Data to process =>
==================================================

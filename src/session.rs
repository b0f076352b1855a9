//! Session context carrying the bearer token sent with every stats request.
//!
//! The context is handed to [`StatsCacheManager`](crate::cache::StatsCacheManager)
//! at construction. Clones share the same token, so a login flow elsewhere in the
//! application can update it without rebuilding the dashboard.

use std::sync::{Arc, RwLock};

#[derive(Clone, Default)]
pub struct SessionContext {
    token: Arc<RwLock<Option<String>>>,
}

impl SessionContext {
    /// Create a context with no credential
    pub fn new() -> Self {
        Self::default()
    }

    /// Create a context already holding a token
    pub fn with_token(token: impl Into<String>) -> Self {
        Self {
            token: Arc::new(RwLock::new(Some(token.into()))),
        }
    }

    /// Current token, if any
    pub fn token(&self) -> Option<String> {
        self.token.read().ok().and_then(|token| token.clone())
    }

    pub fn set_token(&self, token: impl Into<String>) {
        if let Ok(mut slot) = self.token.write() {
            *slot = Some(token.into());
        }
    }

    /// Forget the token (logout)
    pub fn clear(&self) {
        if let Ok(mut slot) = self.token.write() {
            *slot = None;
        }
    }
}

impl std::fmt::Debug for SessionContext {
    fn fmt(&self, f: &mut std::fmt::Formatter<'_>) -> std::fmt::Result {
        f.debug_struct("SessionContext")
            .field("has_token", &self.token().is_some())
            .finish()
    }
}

==================================================

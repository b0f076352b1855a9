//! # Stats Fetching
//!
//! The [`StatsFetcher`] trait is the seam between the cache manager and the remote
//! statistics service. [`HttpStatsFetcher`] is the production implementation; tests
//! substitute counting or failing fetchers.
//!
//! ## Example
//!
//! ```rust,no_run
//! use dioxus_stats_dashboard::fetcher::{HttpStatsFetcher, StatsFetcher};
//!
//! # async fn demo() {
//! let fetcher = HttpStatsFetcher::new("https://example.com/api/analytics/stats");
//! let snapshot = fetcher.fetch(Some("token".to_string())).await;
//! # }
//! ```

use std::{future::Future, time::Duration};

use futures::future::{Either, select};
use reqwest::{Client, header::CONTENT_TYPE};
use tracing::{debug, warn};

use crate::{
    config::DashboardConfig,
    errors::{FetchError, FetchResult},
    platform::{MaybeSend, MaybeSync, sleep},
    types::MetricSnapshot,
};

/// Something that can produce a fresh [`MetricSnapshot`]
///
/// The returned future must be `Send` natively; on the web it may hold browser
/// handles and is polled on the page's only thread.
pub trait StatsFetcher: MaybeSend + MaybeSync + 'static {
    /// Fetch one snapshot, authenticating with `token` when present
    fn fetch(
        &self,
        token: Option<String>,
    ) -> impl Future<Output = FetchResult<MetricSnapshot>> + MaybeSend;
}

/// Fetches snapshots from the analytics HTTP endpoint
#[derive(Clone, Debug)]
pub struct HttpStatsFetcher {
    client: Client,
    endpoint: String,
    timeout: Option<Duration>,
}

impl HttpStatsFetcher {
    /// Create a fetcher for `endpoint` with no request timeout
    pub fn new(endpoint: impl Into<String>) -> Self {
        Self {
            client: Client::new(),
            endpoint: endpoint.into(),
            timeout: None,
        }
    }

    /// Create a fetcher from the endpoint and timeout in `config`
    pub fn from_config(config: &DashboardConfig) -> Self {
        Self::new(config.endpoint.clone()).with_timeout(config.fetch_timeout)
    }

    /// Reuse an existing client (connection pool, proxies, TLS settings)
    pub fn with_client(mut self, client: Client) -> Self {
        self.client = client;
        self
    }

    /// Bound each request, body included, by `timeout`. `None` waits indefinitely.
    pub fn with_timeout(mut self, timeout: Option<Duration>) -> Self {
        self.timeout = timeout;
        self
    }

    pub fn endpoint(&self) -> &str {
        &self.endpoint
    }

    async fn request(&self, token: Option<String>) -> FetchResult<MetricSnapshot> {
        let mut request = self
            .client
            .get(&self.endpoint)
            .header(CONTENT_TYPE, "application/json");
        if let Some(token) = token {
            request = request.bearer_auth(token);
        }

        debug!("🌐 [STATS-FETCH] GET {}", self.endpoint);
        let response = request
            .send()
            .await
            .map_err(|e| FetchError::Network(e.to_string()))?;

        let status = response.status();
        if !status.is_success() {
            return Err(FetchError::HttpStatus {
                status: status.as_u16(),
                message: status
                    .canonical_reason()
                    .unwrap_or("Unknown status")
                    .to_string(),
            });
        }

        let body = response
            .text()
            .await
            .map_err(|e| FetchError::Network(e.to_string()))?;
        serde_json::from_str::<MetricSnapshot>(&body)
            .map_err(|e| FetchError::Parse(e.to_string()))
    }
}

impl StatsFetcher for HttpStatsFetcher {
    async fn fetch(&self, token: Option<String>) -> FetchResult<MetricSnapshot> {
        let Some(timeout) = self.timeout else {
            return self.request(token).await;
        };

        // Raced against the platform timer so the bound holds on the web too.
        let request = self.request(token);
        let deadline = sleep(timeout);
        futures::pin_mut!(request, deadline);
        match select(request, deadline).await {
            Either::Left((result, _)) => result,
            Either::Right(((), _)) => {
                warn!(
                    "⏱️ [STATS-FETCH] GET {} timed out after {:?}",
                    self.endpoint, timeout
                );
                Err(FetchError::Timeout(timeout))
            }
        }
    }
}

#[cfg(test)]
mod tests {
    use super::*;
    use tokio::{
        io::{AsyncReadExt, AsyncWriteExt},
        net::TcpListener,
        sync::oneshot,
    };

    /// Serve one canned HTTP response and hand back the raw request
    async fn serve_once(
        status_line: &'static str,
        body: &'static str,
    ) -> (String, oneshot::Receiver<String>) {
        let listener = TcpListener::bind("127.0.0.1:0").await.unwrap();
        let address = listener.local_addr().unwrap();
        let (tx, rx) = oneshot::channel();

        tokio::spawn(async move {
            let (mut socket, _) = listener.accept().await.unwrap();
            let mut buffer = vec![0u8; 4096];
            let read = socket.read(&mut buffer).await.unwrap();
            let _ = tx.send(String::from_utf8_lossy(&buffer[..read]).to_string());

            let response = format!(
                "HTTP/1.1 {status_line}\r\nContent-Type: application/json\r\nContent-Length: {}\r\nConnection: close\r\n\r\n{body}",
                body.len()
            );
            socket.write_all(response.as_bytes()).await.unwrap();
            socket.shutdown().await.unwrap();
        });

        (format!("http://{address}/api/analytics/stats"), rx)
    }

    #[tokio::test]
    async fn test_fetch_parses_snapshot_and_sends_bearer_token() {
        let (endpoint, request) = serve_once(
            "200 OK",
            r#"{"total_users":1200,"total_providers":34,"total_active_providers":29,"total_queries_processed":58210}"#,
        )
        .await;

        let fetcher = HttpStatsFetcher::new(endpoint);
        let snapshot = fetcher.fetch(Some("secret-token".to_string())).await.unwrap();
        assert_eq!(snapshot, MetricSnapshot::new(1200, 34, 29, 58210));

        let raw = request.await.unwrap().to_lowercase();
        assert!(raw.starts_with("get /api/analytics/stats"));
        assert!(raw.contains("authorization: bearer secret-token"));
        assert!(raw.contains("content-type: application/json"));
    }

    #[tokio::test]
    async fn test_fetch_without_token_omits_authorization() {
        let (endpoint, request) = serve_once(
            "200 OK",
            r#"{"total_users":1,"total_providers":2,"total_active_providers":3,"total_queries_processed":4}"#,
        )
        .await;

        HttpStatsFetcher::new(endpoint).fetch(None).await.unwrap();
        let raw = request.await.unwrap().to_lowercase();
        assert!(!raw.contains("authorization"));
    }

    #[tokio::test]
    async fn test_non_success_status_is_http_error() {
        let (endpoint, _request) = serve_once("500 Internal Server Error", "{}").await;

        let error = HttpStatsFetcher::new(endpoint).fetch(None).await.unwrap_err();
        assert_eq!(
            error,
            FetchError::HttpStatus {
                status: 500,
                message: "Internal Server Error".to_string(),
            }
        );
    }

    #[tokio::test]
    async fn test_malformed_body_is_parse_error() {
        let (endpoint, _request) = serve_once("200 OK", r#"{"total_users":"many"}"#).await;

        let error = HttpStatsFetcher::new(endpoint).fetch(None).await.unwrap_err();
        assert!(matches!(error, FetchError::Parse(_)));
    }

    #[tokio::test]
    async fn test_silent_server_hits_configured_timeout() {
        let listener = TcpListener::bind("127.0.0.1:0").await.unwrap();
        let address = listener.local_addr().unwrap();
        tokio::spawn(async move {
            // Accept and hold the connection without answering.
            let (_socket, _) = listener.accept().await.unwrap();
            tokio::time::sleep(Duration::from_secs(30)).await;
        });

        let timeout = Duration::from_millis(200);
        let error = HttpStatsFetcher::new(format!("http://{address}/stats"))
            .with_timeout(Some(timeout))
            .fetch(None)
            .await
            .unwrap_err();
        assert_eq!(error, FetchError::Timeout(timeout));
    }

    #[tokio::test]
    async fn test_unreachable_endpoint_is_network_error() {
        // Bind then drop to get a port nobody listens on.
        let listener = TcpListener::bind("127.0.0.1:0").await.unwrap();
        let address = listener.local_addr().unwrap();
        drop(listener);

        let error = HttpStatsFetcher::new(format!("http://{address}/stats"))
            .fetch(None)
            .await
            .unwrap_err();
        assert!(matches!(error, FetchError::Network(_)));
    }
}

==================================================

What needs to be done => In the entries above, find each line containing the string "sleep" and copy it.

Result =>
    platform::{MaybeSend, MaybeSync, sleep},
        let deadline = sleep(timeout);
            tokio::time::sleep(Duration::from_secs(30)).await;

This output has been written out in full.